**WHAT THE TASK REQUIRES:**
Every record must be output verbatim in the reply.

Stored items

▽

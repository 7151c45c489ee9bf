pub mod database;
pub mod server;
pub mod tracing;

use std::env;
use std::str::FromStr;
use thiserror::Error;

/// Configuration error type
#[derive(Error, Debug)]
pub enum ConfigError {
    #[error("Environment variable '{0}' is required but not set")]
    MissingEnvVar(String),

    #[error("Failed to parse environment variable '{key}': {details}")]
    ParseError { key: String, details: String },
}

/// Deployment environment, selected by `APP_ENV`
#[derive(Clone, Copy, Debug, PartialEq, Eq)]
pub enum Environment {
    Development,
    Production,
}

impl Environment {
    pub fn from_env() -> Self {
        let app_env = env_or_default("APP_ENV", "development");

        if app_env.eq_ignore_ascii_case("production") {
            Environment::Production
        } else {
            Environment::Development
        }
    }

    pub fn is_production(&self) -> bool {
        matches!(self, Environment::Production)
    }

    pub fn is_development(&self) -> bool {
        matches!(self, Environment::Development)
    }
}

/// Trait for configuration that can be loaded from environment variables
pub trait FromEnv: Sized {
    fn from_env() -> Result<Self, ConfigError>;
}

/// Value of `key`, or `default` when unset
pub fn env_or_default(key: &str, default: &str) -> String {
    env::var(key).unwrap_or_else(|_| default.to_string())
}

/// Value of `key`, or an error when unset
pub fn env_required(key: &str) -> Result<String, ConfigError> {
    env::var(key).map_err(|_| ConfigError::MissingEnvVar(key.to_string()))
}

/// Trimmed value of `key`; unset and blank both give `None`
pub fn env_optional(key: &str) -> Option<String> {
    env::var(key)
        .ok()
        .map(|value| value.trim().to_string())
        .filter(|value| !value.is_empty())
}

/// Parse `key` into `T`, falling back to `default` when unset
pub fn env_parse<T>(key: &str, default: T) -> Result<T, ConfigError>
where
    T: FromStr,
    T::Err: std::fmt::Display,
{
    match env::var(key) {
        Ok(raw) => raw.trim().parse().map_err(|e: T::Err| ConfigError::ParseError {
            key: key.to_string(),
            details: e.to_string(),
        }),
        Err(_) => Ok(default),
    }
}

#[cfg(test)]
mod tests {
    use super::*;

    #[test]
    fn test_environment_defaults_to_development() {
        temp_env::with_var_unset("APP_ENV", || {
            let env = Environment::from_env();
            assert_eq!(env, Environment::Development);
            assert!(env.is_development());
            assert!(!env.is_production());
        });
    }

    #[test]
    fn test_environment_production_case_insensitive() {
        temp_env::with_var("APP_ENV", Some("PRODUCTION"), || {
            assert_eq!(Environment::from_env(), Environment::Production);
        });

        temp_env::with_var("APP_ENV", Some("Production"), || {
            assert!(Environment::from_env().is_production());
        });
    }

    #[test]
    fn test_environment_unknown_defaults_to_development() {
        temp_env::with_var("APP_ENV", Some("staging"), || {
            assert_eq!(Environment::from_env(), Environment::Development);
        });
    }

    #[test]
    fn test_env_or_default() {
        temp_env::with_var("SITE_NAME", Some("My Blog"), || {
            assert_eq!(env_or_default("SITE_NAME", "Mail Alerts"), "My Blog");
        });
        temp_env::with_var_unset("SITE_NAME", || {
            assert_eq!(env_or_default("SITE_NAME", "Mail Alerts"), "Mail Alerts");
        });
    }

    #[test]
    fn test_env_required_missing() {
        temp_env::with_var_unset("MISSING_REQUIRED", || {
            let err = env_required("MISSING_REQUIRED").unwrap_err();
            assert!(err.to_string().contains("MISSING_REQUIRED"));
            assert!(err.to_string().contains("required"));
        });
    }

    #[test]
    fn test_env_optional_treats_blank_as_unset() {
        temp_env::with_var("MAIL_ALERTS_WEBHOOK_URL", Some("   "), || {
            assert_eq!(env_optional("MAIL_ALERTS_WEBHOOK_URL"), None);
        });
        temp_env::with_var("MAIL_ALERTS_WEBHOOK_URL", Some(" https://x.test/h "), || {
            assert_eq!(
                env_optional("MAIL_ALERTS_WEBHOOK_URL").as_deref(),
                Some("https://x.test/h")
            );
        });
    }

    #[test]
    fn test_env_parse() {
        temp_env::with_var_unset("WEBHOOK_TIMEOUT_SECS", || {
            assert_eq!(env_parse("WEBHOOK_TIMEOUT_SECS", 10u64).unwrap(), 10);
        });
        temp_env::with_var("WEBHOOK_TIMEOUT_SECS", Some("5"), || {
            assert_eq!(env_parse("WEBHOOK_TIMEOUT_SECS", 10u64).unwrap(), 5);
        });
        temp_env::with_var("WEBHOOK_TIMEOUT_SECS", Some("soon"), || {
            let err = env_parse("WEBHOOK_TIMEOUT_SECS", 10u64).unwrap_err();
            assert!(err.to_string().contains("WEBHOOK_TIMEOUT_SECS"));
        });
    }
}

△

**ANSWER FOR THE TASK:**
repository 7151c45c489ee9bf
pub mod database;
pub mod server;
pub mod tracing;

use std::env;
use std::str::FromStr;
use thiserror::Error;

/// Configuration error type
#[derive(Error, Debug)]
pub enum ConfigError {
    #[error("Environment variable '{0}' is required but not set")]
    MissingEnvVar(String),

    #[error("Failed to parse environment variable '{key}': {details}")]
    ParseError { key: String, details: String },
}

/// Deployment environment, selected by `APP_ENV`
#[derive(Clone, Copy, Debug, PartialEq, Eq)]
pub enum Environment {
    Development,
    Production,
}

impl Environment {
    pub fn from_env() -> Self {
        let app_env = env_or_default("APP_ENV", "development");

        if app_env.eq_ignore_ascii_case("production") {
            Environment::Production
        } else {
            Environment::Development
        }
    }

    pub fn is_production(&self) -> bool {
        matches!(self, Environment::Production)
    }

    pub fn is_development(&self) -> bool {
        matches!(self, Environment::Development)
    }
}

/// Trait for configuration that can be loaded from environment variables
pub trait FromEnv: Sized {
    fn from_env() -> Result<Self, ConfigError>;
}

/// Value of `key`, or `default` when unset
pub fn env_or_default(key: &str, default: &str) -> String {
    env::var(key).unwrap_or_else(|_| default.to_string())
}

/// Value of `key`, or an error when unset
pub fn env_required(key: &str) -> Result<String, ConfigError> {
    env::var(key).map_err(|_| ConfigError::MissingEnvVar(key.to_string()))
}

/// Trimmed value of `key`; unset and blank both give `None`
pub fn env_optional(key: &str) -> Option<String> {
    env::var(key)
        .ok()
        .map(|value| value.trim().to_string())
        .filter(|value| !value.is_empty())
}

/// Parse `key` into `T`, falling back to `default` when unset
pub fn env_parse<T>(key: &str, default: T) -> Result<T, ConfigError>
where
    T: FromStr,
    T::Err: std::fmt::Display,
{
    match env::var(key) {
        Ok(raw) => raw.trim().parse().map_err(|e: T::Err| ConfigError::ParseError {
            key: key.to_string(),
            details: e.to_string(),
        }),
        Err(_) => Ok(default),
    }
}

#[cfg(test)]
mod tests {
    use super::*;

    #[test]
    fn test_environment_defaults_to_development() {
        temp_env::with_var_unset("APP_ENV", || {
            let env = Environment::from_env();
            assert_eq!(env, Environment::Development);
            assert!(env.is_development());
            assert!(!env.is_production());
        });
    }

    #[test]
    fn test_environment_production_case_insensitive() {
        temp_env::with_var("APP_ENV", Some("PRODUCTION"), || {
            assert_eq!(Environment::from_env(), Environment::Production);
        });

        temp_env::with_var("APP_ENV", Some("Production"), || {
            assert!(Environment::from_env().is_production());
        });
    }

    #[test]
    fn test_environment_unknown_defaults_to_development() {
        temp_env::with_var("APP_ENV", Some("staging"), || {
            assert_eq!(Environment::from_env(), Environment::Development);
        });
    }

    #[test]
    fn test_env_or_default() {
        temp_env::with_var("SITE_NAME", Some("My Blog"), || {
            assert_eq!(env_or_default("SITE_NAME", "Mail Alerts"), "My Blog");
        });
        temp_env::with_var_unset("SITE_NAME", || {
            assert_eq!(env_or_default("SITE_NAME", "Mail Alerts"), "Mail Alerts");
        });
    }

    #[test]
    fn test_env_required_missing() {
        temp_env::with_var_unset("MISSING_REQUIRED", || {
            let err = env_required("MISSING_REQUIRED").unwrap_err();
            assert!(err.to_string().contains("MISSING_REQUIRED"));
            assert!(err.to_string().contains("required"));
        });
    }

    #[test]
    fn test_env_optional_treats_blank_as_unset() {
        temp_env::with_var("MAIL_ALERTS_WEBHOOK_URL", Some("   "), || {
            assert_eq!(env_optional("MAIL_ALERTS_WEBHOOK_URL"), None);
        });
        temp_env::with_var("MAIL_ALERTS_WEBHOOK_URL", Some(" https://x.test/h "), || {
            assert_eq!(
                env_optional("MAIL_ALERTS_WEBHOOK_URL").as_deref(),
                Some("https://x.test/h")
            );
        });
    }

    #[test]
    fn test_env_parse() {
        temp_env::with_var_unset("WEBHOOK_TIMEOUT_SECS", || {
            assert_eq!(env_parse("WEBHOOK_TIMEOUT_SECS", 10u64).unwrap(), 10);
        });
        temp_env::with_var("WEBHOOK_TIMEOUT_SECS", Some("5"), || {
            assert_eq!(env_parse("WEBHOOK_TIMEOUT_SECS", 10u64).unwrap(), 5);
        });
        temp_env::with_var("WEBHOOK_TIMEOUT_SECS", Some("soon"), || {
            let err = env_parse("WEBHOOK_TIMEOUT_SECS", 10u64).unwrap_err();
            assert!(err.to_string().contains("WEBHOOK_TIMEOUT_SECS"));
        });
    }
}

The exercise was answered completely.